Niente più nella città avverte che qualcosa è accaduto: il vecchio carro funebre nero e argento è diventato una banale automobile grigia che si perde nel flusso della circolazione. La società non segna nessuna pausa: la scomparsa di un individuo non intacca più la sua continuità. In città tutto si svolge come se nessuno più morisse. (…) *

Riccardo Notte riprende Ariés, identificando l’elisione del senso della morte con l’accelerazione quale tipico fenomeno della modernità:

La velocità, come si sa, uccide il rito. A tutti è capitato di essere stati superati sull’autostrada dai moderni carri funebri, con le loro smaglianti cromature, pieni o privi del loro macabro carico. (…) Di fronte allo spettacolo della bara-sprint è difficile non avvertire un senso di disagio, come quando si percepisce che qualcosa è fuori posto, fuori dal suo contesto. Perché? Ma è ovvio che le affusolate vetture capaci di raggiungere i duecento chilometri orari rendono ridicola e non credibile, anzi, comicamente paradossale l’immobilità della salma. **

Ecco che si intrecciano di nuovo l’affiorare di una soglia – una prossimità tra vivi e morti, e l’urgenza di liberarsene quanto prima, rifiutando la morte come sospensione dal quotidiano e collocandola in una “nuvola” (cloud) che si dissolve al solo nominarla. Macchina per autostrade, macchina per salotti: non manca chi cerca di costruire da sé la miracolosa sex machine; ma il tono dello scambio di consigli, e perfino di bozze di prototipi, nei forum della rete è quello di una sorta di vocabolario dell’homemade sempre tutto al maschile, per quanto stavolta legato alla costruzione amatoriale e artigianale e non all’hi-tech: l’uomo “normale” (con relazione stabile, spesso famiglia) che si dedica al bricolage – magari rifugiandosi nel suo regno (è ovvio: il garage!) modifica la moto, costruisce una cuccia per il cane o un mobile per il bagno di servizio – invoca suggerimenti per “fare una sorpresa” alla consorte ignara, costruendo di persona lo strumento che darà uno scossone alla routine di coppia.
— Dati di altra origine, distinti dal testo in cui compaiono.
//! Flat-file JSON persistence

pub mod json_store;
pub mod snapshot;

pub use json_store::JsonFileStore;
pub use snapshot::Snapshot;
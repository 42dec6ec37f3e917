//! Authentication API handlers

use std::sync::Arc;

use axum::{extract::State, Extension, Json};

use super::dto::{AuthResponse, LoginRequest, SignupRequest};
use crate::application::AccountService;
use crate::domain::PublicUser;
use crate::interfaces::http::common::{ApiError, ErrorBody};
use crate::interfaces::http::middleware::AuthenticatedUser;

/// Auth state
#[derive(Clone)]
pub struct AuthHandlerState {
    pub accounts: Arc<AccountService>,
}

#[utoipa::path(
    post,
    path = "/api/auth/signup",
    tag = "Authentication",
    request_body = SignupRequest,
    responses(
        (status = 200, description = "Account created, token issued", body = AuthResponse),
        (status = 400, description = "Missing or invalid fields", body = ErrorBody),
        (status = 409, description = "Email already used", body = ErrorBody)
    )
)]
pub async fn signup(
    State(state): State<AuthHandlerState>,
    Json(request): Json<SignupRequest>,
) -> Result<Json<AuthResponse>, ApiError> {
    let (token, user) = state
        .accounts
        .signup(
            request.name.as_deref(),
            request.email.as_deref().unwrap_or(""),
            request.password.as_deref().unwrap_or(""),
        )
        .await?;
    Ok(Json(AuthResponse { token, user }))
}

#[utoipa::path(
    post,
    path = "/api/auth/login",
    tag = "Authentication",
    request_body = LoginRequest,
    responses(
        (status = 200, description = "Successful login", body = AuthResponse),
        (status = 400, description = "Missing fields", body = ErrorBody),
        (status = 401, description = "Invalid credentials", body = ErrorBody)
    )
)]
pub async fn login(
    State(state): State<AuthHandlerState>,
    Json(request): Json<LoginRequest>,
) -> Result<Json<AuthResponse>, ApiError> {
    let (token, user) = state
        .accounts
        .login(
            request.email.as_deref().unwrap_or(""),
            request.password.as_deref().unwrap_or(""),
        )
        .await?;
    Ok(Json(AuthResponse { token, user }))
}

#[utoipa::path(
    get,
    path = "/api/auth/me",
    tag = "Authentication",
    security(("bearer_auth" = [])),
    responses(
        (status = 200, description = "The authenticated user", body = PublicUser),
        (status = 401, description = "Missing or invalid token", body = ErrorBody),
        (status = 404, description = "User no longer exists", body = ErrorBody)
    )
)]
pub async fn me(
    State(state): State<AuthHandlerState>,
    Extension(user): Extension<AuthenticatedUser>,
) -> Result<Json<PublicUser>, ApiError> {
    Ok(Json(state.accounts.me(&user.user_id).await?))
}
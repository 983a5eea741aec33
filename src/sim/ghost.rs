use crate::consts::HISTORY_CAPACITY;
use glam::Vec2;
use std::collections::VecDeque;

/// One lightweight pose sample per live tick; just enough to draw the ghost.
#[derive(Clone, Copy, Debug, PartialEq)]
pub struct GhostFrame {
    pub pos: Vec2,
    pub angle: f32,
    pub drift_angle: f32,
}

/// Best finished run so far: its trajectory and the score it banked.
#[derive(Clone, Debug)]
pub struct GhostRun {
    frames: Vec<GhostFrame>,
    pub total_score: f32,
}

impl GhostRun {
    /// Pose at a given run tick. Both the recorded run and the live run are
    /// indexed by the session's run-tick counter, so the ghost stays locked
    /// to the simulation clock rather than to render cadence.
    #[must_use]
    pub fn frame_at(&self, run_tick: u64) -> Option<GhostFrame> {
        self.frames.get(run_tick as usize).copied()
    }

    #[must_use]
    pub fn len(&self) -> usize {
        self.frames.len()
    }

    #[must_use]
    pub fn is_empty(&self) -> bool {
        self.frames.is_empty()
    }
}

/// Records the current run's trajectory and retains only the highest-scoring
/// finished run for overlay playback.
#[derive(Clone, Debug, Default)]
pub struct GhostRecorder {
    current: VecDeque<GhostFrame>,
    best: Option<GhostRun>,
}

impl GhostRecorder {
    #[must_use]
    pub fn new() -> Self {
        Self {
            current: VecDeque::with_capacity(HISTORY_CAPACITY),
            best: None,
        }
    }

    /// Appends one pose sample for the current live tick.
    pub fn record(&mut self, frame: GhostFrame) {
        if self.current.len() == HISTORY_CAPACITY {
            self.current.pop_front();
        }
        self.current.push_back(frame);
    }

    /// Ends the current run with the score it banked.
    ///
    /// The stored run is replaced only by a strictly better one; ties keep
    /// the incumbent. The current-run buffer is cleared either way, ready
    /// for the next attempt.
    pub fn finish_run(&mut self, banked_score: f32) {
        if !self.current.is_empty() {
            let beats_best = match &self.best {
                Some(best) => banked_score > best.total_score,
                None => true,
            };

            if beats_best {
                self.best = Some(GhostRun {
                    frames: self.current.iter().copied().collect(),
                    total_score: banked_score,
                });
            }
        }

        self.current.clear();
    }

    #[must_use]
    pub fn best(&self) -> Option<&GhostRun> {
        self.best.as_ref()
    }

    #[must_use]
    pub fn current_len(&self) -> usize {
        self.current.len()
    }
}

#[cfg(test)]
mod tests {
    use super::*;

    fn pose(x: f32) -> GhostFrame {
        GhostFrame {
            pos: Vec2::new(x, 0.0),
            angle: 0.0,
            drift_angle: 0.0,
        }
    }

    #[test]
    fn higher_score_replaces_stored_run() {
        let mut recorder = GhostRecorder::new();

        recorder.record(pose(1.0));
        recorder.finish_run(100.0);
        recorder.record(pose(2.0));
        recorder.finish_run(150.0);

        assert_eq!(recorder.best().unwrap().total_score, 150.0);
        assert_eq!(recorder.best().unwrap().frame_at(0).unwrap().pos.x, 2.0);
    }

    #[test]
    fn lower_score_keeps_stored_run() {
        let mut recorder = GhostRecorder::new();

        recorder.record(pose(1.0));
        recorder.finish_run(150.0);
        recorder.record(pose(2.0));
        recorder.finish_run(100.0);

        assert_eq!(recorder.best().unwrap().total_score, 150.0);
        assert_eq!(recorder.best().unwrap().frame_at(0).unwrap().pos.x, 1.0);
    }

    #[test]
    fn empty_run_never_competes() {
        let mut recorder = GhostRecorder::new();
        recorder.finish_run(9999.0);
        assert!(recorder.best().is_none());
    }

    #[test]
    fn finish_clears_the_current_buffer() {
        let mut recorder = GhostRecorder::new();
        recorder.record(pose(1.0));
        recorder.finish_run(10.0);
        assert_eq!(recorder.current_len(), 0);
    }

    #[test]
    fn current_run_is_capacity_bounded() {
        let mut recorder = GhostRecorder::new();
        for i in 0..(HISTORY_CAPACITY + 5) {
            recorder.record(pose(i as f32));
        }
        assert_eq!(recorder.current_len(), HISTORY_CAPACITY);
    }

    #[test]
    fn frame_at_past_end_is_none() {
        let mut recorder = GhostRecorder::new();
        recorder.record(pose(1.0));
        recorder.finish_run(10.0);

        let best = recorder.best().unwrap();
        assert!(best.frame_at(0).is_some());
        assert!(best.frame_at(1).is_none());
    }
}
use env_logger::WriteStyle;
use log::LevelFilter;
use std::io::Write;

pub(crate) fn try_init() -> Result<(), log::SetLoggerError> {
    env_logger::builder()
        .format(|buf, record| writeln!(buf, "[DRIFT | {}] {}", record.level(), record.args()))
        .write_style(WriteStyle::Always)
        .filter(None, LevelFilter::Info)
        .try_init()
}

/// Installs the default logger, ignoring a second call.
pub fn init() {
    let _ = try_init();
}
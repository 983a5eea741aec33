use crate::{consts::scoring, math::drift_sign};

#[derive(Clone, Copy, Debug, PartialEq)]
pub struct ScoringConfig {
    /// |speed| below this ends a drift without banking
    pub min_speed: f32,
    /// |drift angle| (degrees) at or above this accrues score
    pub min_drift_angle: f32,
    pub base_points_per_second: f32,
    /// Per-combo-link addition to the combo multiplier
    pub combo_bonus: f32,
    /// Grace period (ms) below the angle threshold before banking
    pub combo_decay_ms: f32,
    /// Flat points per direction flip, scaled by the new combo count
    pub direction_bonus: f32,
}

impl Default for ScoringConfig {
    fn default() -> Self {
        Self::DEFAULT
    }
}

impl ScoringConfig {
    pub const DEFAULT: Self = Self {
        min_speed: scoring::MIN_SPEED,
        min_drift_angle: scoring::MIN_DRIFT_ANGLE,
        base_points_per_second: scoring::BASE_POINTS_PER_SECOND,
        combo_bonus: scoring::COMBO_BONUS,
        combo_decay_ms: scoring::COMBO_DECAY_MS,
        direction_bonus: scoring::DIRECTION_BONUS,
    };
}

/// Drift scoring session state.
///
/// Two states: idle and drifting. A drift banks its accumulated score into
/// `total_score` only when it ends through the decay timer; dropping below
/// the speed floor cancels the session outright. `current_score` is zero
/// whenever `is_drifting` is false, and `total_score` never decreases except
/// through [`DriftScore::reset_total`].
#[derive(Clone, Copy, Debug, PartialEq)]
pub struct DriftScore {
    pub is_drifting: bool,
    /// Unbanked score of the active session
    pub current_score: f32,
    /// Banked score; floor of each successful session is added
    pub total_score: f32,
    /// Clipping multiplier applied this tick (1.0 outside zones)
    pub multiplier: f32,
    /// Chain-link count within the active session
    pub combo: u32,
    /// Elapsed seconds in the active session
    pub duration: f32,
    /// True whenever this tick's multiplier is above neutral
    pub is_in_clipping_zone: bool,
    /// Countdown (ms) below the angle threshold before the session banks
    combo_timer_ms: f32,
    /// Drift direction of the last scoring tick, for chain detection
    last_sign: i8,
}

impl Default for DriftScore {
    fn default() -> Self {
        Self::DEFAULT
    }
}

impl DriftScore {
    pub const DEFAULT: Self = Self {
        is_drifting: false,
        current_score: 0.0,
        total_score: 0.0,
        multiplier: 1.0,
        combo: 0,
        duration: 0.0,
        is_in_clipping_zone: false,
        combo_timer_ms: 0.0,
        last_sign: 0,
    };

    /// Advances the state machine by one tick.
    ///
    /// `multiplier` is the clipping detector's output for this same tick;
    /// `dt_secs` is the fixed tick length.
    pub fn update(
        &mut self,
        speed: f32,
        drift_angle_deg: f32,
        multiplier: f32,
        dt_secs: f32,
        config: &ScoringConfig,
    ) {
        self.is_in_clipping_zone = multiplier > 1.0;

        // Stopping cancels the session: nothing banks
        if speed.abs() < config.min_speed {
            if self.is_drifting || self.current_score > 0.0 {
                self.end_session();
            }
            return;
        }

        let angle = drift_angle_deg.abs();
        if angle >= config.min_drift_angle {
            if !self.is_drifting {
                self.is_drifting = true;
                self.current_score = 0.0;
                self.duration = 0.0;
                self.combo = 1;
                self.last_sign = 0;
            }

            let sign = drift_sign(drift_angle_deg);
            if sign != 0 {
                if self.last_sign != 0 && sign != self.last_sign {
                    self.combo += 1;
                    self.current_score += config.direction_bonus * self.combo as f32;
                }
                self.last_sign = sign;
            }

            self.multiplier = multiplier;

            let combo_multiplier = 1.0 + (self.combo.saturating_sub(1)) as f32 * config.combo_bonus;
            let angle_bonus = (angle / scoring::ANGLE_BONUS_DIVISOR).max(1.0);
            self.current_score +=
                config.base_points_per_second * multiplier * combo_multiplier * angle_bonus * dt_secs;
            self.duration += dt_secs;

            // Holding the angle keeps the chain alive at full grace
            self.combo_timer_ms = config.combo_decay_ms;
        } else if self.is_drifting {
            self.combo_timer_ms -= dt_secs * 1000.0;
            if self.combo_timer_ms <= 0.0 {
                self.total_score += self.current_score.floor();
                self.end_session();
            }
        }
    }

    /// Zeroes everything including the banked total. Used on full game reset.
    pub fn reset_total(&mut self) {
        self.total_score = 0.0;
        self.end_session();
    }

    fn end_session(&mut self) {
        self.is_drifting = false;
        self.current_score = 0.0;
        self.multiplier = 1.0;
        self.combo = 0;
        self.duration = 0.0;
        self.combo_timer_ms = 0.0;
        self.last_sign = 0;
    }
}
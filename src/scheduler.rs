use crate::consts::TICK_RATE;
use std::time::{Duration, Instant};

/// Fixed-rate tick gate layered over a display-refresh callback.
///
/// Each poll accounts the wall time since the previous poll and grants at
/// most one simulation tick. The sub-tick remainder carries over so the
/// average rate converges on the target, but a backlog larger than one
/// interval is dropped: under sustained slow frames the simulation falls
/// behind real time instead of fast-forwarding to catch up.
#[derive(Clone, Copy, Debug)]
pub struct FixedStepScheduler {
    interval: Duration,
    accumulator: Duration,
    last_poll: Option<Instant>,
}

impl Default for FixedStepScheduler {
    fn default() -> Self {
        Self::new(TICK_RATE)
    }
}

impl FixedStepScheduler {
    #[must_use]
    pub fn new(ticks_per_second: f32) -> Self {
        assert!(ticks_per_second > 0.0, "tick rate must be positive");

        Self {
            interval: Duration::from_secs_f32(1.0 / ticks_per_second),
            accumulator: Duration::ZERO,
            last_poll: None,
        }
    }

    /// Returns true if the caller should run one simulation tick now.
    pub fn poll(&mut self, now: Instant) -> bool {
        let elapsed = match self.last_poll {
            Some(last) => now.saturating_duration_since(last),
            None => Duration::ZERO,
        };
        self.last_poll = Some(now);
        self.accumulator += elapsed;

        if self.accumulator < self.interval {
            return false;
        }

        self.accumulator -= self.interval;
        if self.accumulator >= self.interval {
            // More than a full tick behind: drop the backlog
            self.accumulator = Duration::ZERO;
        }
        true
    }

    #[must_use]
    pub const fn interval(&self) -> Duration {
        self.interval
    }
}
La maggior parte delle registe post-porno non si soffermano sulle fucking machines se non come oggetto “didattico” per conoscere meglio le modalità del proprio piacere; proprio perché l’equazione tra controllo della macchina e potere di chi la aziona è una caratteristica fondante della maggior parte dei filmati mainstream sul tema, rivolti a un pubblico etero e maschile: il canone tipico consiste in due o più corpi femminili, annoiati, che si sollazzano con una macchina (la fucking machine come diversivo per un gruppo di amiche, non diversamente da un pomeriggio con i casalinghi Tupperware). Lesbiche? Per carità. “Tra di voi è diverso, è una cosa senza importanza, adorabile e inoffensiva, siete come deliziosi animaletti” diceva il Renaud di Colette, minimizzando le avventure erotiche della moglie Claudine con altre ragazze. E infatti presto sopraggiunge sul luogo del delitto Lo Stallone: le nostre non attendevano che lui, la macchina era un suo surrogato, serviva solo a riscaldare le sue prede: ed eccolo interrompere e dirimere a suo piacimento le pulsazioni della macchina, infine sostituirla, soddisfacendo in un colpo solo il mito della durata infinita (pur coadiuvato dalla tecnologia) e quello della protesi: il telecomando della fucking machine, quasi come il mouse o il touchpad, offre la duplice esperienza di voyeur e agente, in una sorta di “point of view” alla Strange Days: guidare la macchina assicurerebbe la percezione dello sforzo della carne sottoposta alla trazione, alla penetrazione, eccetera.

Le macchine più sofisticate, superleggere e laminate, giocano sul loro fascino robotico: promettono di arrivare a 300 pulsazioni al minuto, elencano le possibilità di connessione (wireless, bluetooth) e di programmazione (le playlist). Sui concetti di velocità e resistenza, si pensi a quanto siano rare nella pornografia mainstream le gang-bang con protagonista un uomo. I filmati che mostrano una o più donne dilettarsi con le sex machines sono in fondo poco più che prolungate gang-bang tradizionali, dove l’attrice viene messa alla prova da una serie di maschi indistruttibili, sintetizzati in un motore. L’eventuale sesso lesbico resta un contorno decorativo, come d’altronde in qualsiasi pellicola destinata al pubblico eteronormato. Non a caso alcune Sybian, non contente di “accontentare ogni singolo orifizio” esibiscono il proprio valore di status symbol: legno massiccio, rivestimenti in pelle e radica, elementi che fanno pensare allo studio di un facoltoso, potente e anziano capitano d’impresa – di nuovo, come le scatole di sigari, come un certo tipo di automobili e di bare.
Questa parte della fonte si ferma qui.